* _Collected data_
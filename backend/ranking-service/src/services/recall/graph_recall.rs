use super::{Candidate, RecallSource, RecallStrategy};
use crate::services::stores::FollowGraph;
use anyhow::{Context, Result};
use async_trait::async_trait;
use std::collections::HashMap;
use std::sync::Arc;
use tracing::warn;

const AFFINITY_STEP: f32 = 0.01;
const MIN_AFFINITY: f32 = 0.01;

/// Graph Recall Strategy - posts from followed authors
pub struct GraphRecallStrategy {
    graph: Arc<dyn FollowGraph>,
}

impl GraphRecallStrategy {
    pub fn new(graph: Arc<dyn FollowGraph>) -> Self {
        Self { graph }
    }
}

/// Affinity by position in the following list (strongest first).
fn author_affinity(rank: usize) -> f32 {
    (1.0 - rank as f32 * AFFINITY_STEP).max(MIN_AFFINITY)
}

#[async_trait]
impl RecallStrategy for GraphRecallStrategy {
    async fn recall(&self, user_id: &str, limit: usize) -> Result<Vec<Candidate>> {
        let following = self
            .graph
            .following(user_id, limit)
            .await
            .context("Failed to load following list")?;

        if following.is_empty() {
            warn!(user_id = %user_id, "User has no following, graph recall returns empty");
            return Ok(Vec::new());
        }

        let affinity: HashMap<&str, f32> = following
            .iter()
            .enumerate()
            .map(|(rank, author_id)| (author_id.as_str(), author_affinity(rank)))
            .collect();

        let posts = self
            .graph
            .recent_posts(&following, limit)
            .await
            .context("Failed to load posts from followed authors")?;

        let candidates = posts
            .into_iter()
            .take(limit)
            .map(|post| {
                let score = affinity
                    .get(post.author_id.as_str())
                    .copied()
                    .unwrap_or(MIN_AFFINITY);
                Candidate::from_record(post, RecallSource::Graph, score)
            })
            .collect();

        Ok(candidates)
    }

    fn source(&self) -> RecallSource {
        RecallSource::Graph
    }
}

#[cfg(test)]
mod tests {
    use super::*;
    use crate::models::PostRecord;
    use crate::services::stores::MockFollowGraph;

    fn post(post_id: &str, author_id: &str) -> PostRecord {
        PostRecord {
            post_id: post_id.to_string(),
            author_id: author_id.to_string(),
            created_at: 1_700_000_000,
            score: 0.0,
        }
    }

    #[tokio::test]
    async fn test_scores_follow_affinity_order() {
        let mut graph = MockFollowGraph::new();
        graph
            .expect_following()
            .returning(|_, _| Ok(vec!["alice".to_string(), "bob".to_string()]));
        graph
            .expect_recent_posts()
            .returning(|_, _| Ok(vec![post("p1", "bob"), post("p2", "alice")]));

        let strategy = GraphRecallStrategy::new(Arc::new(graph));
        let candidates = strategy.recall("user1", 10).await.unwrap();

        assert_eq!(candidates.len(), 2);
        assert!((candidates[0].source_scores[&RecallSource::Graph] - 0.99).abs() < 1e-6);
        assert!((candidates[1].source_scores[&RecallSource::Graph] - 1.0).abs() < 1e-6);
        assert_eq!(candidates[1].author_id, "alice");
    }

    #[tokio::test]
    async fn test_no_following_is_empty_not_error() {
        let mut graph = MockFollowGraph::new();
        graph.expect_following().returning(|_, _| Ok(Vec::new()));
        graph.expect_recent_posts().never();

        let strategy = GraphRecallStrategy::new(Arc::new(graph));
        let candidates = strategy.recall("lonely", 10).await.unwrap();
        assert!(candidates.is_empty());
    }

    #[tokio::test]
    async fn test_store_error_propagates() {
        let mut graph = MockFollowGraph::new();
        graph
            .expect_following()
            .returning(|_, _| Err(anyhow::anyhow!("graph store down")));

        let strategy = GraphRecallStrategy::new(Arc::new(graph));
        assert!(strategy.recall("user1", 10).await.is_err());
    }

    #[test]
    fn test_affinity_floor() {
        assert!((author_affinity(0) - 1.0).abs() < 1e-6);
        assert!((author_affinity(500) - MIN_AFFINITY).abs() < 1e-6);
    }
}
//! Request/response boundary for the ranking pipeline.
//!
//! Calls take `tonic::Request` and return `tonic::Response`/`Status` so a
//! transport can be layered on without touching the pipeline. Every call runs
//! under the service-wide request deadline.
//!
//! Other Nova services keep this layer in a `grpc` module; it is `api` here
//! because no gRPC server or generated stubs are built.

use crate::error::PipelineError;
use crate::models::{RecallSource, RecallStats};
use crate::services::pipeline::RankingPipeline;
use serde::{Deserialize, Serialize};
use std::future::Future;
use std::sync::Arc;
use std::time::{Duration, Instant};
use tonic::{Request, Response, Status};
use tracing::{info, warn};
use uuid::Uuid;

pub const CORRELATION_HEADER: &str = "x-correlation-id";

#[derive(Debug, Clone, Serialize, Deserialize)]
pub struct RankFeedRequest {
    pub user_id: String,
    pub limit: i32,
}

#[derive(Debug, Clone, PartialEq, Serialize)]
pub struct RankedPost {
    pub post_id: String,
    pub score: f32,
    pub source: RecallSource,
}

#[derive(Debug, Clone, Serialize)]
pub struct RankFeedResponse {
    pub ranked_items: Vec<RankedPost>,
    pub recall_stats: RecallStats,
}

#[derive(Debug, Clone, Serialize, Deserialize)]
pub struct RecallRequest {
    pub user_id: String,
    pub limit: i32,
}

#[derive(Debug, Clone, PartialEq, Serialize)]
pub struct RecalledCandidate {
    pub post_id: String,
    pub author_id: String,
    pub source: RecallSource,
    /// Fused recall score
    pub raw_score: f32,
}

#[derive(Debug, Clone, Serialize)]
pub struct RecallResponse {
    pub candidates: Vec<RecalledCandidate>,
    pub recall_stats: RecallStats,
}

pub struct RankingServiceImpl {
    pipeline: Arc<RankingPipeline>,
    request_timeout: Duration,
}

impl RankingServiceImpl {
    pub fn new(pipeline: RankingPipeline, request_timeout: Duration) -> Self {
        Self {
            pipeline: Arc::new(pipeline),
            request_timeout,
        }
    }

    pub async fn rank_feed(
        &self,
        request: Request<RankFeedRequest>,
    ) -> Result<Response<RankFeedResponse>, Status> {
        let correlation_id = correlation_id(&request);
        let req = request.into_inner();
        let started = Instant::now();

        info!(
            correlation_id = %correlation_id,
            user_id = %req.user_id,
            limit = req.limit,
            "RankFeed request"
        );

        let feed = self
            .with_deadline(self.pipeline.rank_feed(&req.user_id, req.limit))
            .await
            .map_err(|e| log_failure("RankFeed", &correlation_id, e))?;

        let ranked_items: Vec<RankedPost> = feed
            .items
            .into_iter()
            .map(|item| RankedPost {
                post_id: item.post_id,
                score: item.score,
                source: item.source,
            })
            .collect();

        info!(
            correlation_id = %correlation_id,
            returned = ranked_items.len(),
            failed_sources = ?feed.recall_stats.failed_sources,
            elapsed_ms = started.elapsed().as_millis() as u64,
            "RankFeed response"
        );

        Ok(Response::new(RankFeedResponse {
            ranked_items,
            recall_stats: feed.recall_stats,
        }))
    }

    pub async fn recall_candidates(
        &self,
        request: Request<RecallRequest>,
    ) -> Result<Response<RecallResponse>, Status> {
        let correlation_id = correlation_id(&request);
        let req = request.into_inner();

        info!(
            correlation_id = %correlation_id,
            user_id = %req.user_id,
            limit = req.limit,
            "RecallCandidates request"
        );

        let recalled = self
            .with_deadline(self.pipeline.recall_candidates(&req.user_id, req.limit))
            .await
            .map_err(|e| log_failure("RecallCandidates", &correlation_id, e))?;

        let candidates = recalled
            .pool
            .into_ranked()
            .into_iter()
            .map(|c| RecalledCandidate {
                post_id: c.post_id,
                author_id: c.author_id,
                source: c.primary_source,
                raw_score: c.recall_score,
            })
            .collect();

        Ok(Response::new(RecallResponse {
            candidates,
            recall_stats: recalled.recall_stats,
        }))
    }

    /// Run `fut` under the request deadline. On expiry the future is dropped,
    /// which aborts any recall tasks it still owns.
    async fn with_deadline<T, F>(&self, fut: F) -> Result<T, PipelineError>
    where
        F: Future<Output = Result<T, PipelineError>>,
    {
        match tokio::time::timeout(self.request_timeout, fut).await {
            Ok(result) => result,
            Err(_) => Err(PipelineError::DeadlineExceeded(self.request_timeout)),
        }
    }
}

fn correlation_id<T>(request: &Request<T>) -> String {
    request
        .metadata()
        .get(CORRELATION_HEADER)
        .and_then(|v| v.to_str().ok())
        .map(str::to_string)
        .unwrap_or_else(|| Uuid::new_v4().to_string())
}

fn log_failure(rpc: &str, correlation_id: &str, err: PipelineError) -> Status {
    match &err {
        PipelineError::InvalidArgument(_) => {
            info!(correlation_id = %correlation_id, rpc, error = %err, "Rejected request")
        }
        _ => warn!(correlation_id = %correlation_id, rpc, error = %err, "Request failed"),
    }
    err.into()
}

* _Work task_
Look through the data above. Copy every line with the string "RecallSource" in it.

* _Output of the exercise_
use super::{Candidate, RecallSource, RecallStrategy};
                Candidate::from_record(post, RecallSource::Graph, score)
    fn source(&self) -> RecallSource {
        RecallSource::Graph
        assert!((candidates[0].source_scores[&RecallSource::Graph] - 0.99).abs() < 1e-6);
        assert!((candidates[1].source_scores[&RecallSource::Graph] - 1.0).abs() < 1e-6);
use crate::models::{RecallSource, RecallStats};
    pub source: RecallSource,
    pub source: RecallSource,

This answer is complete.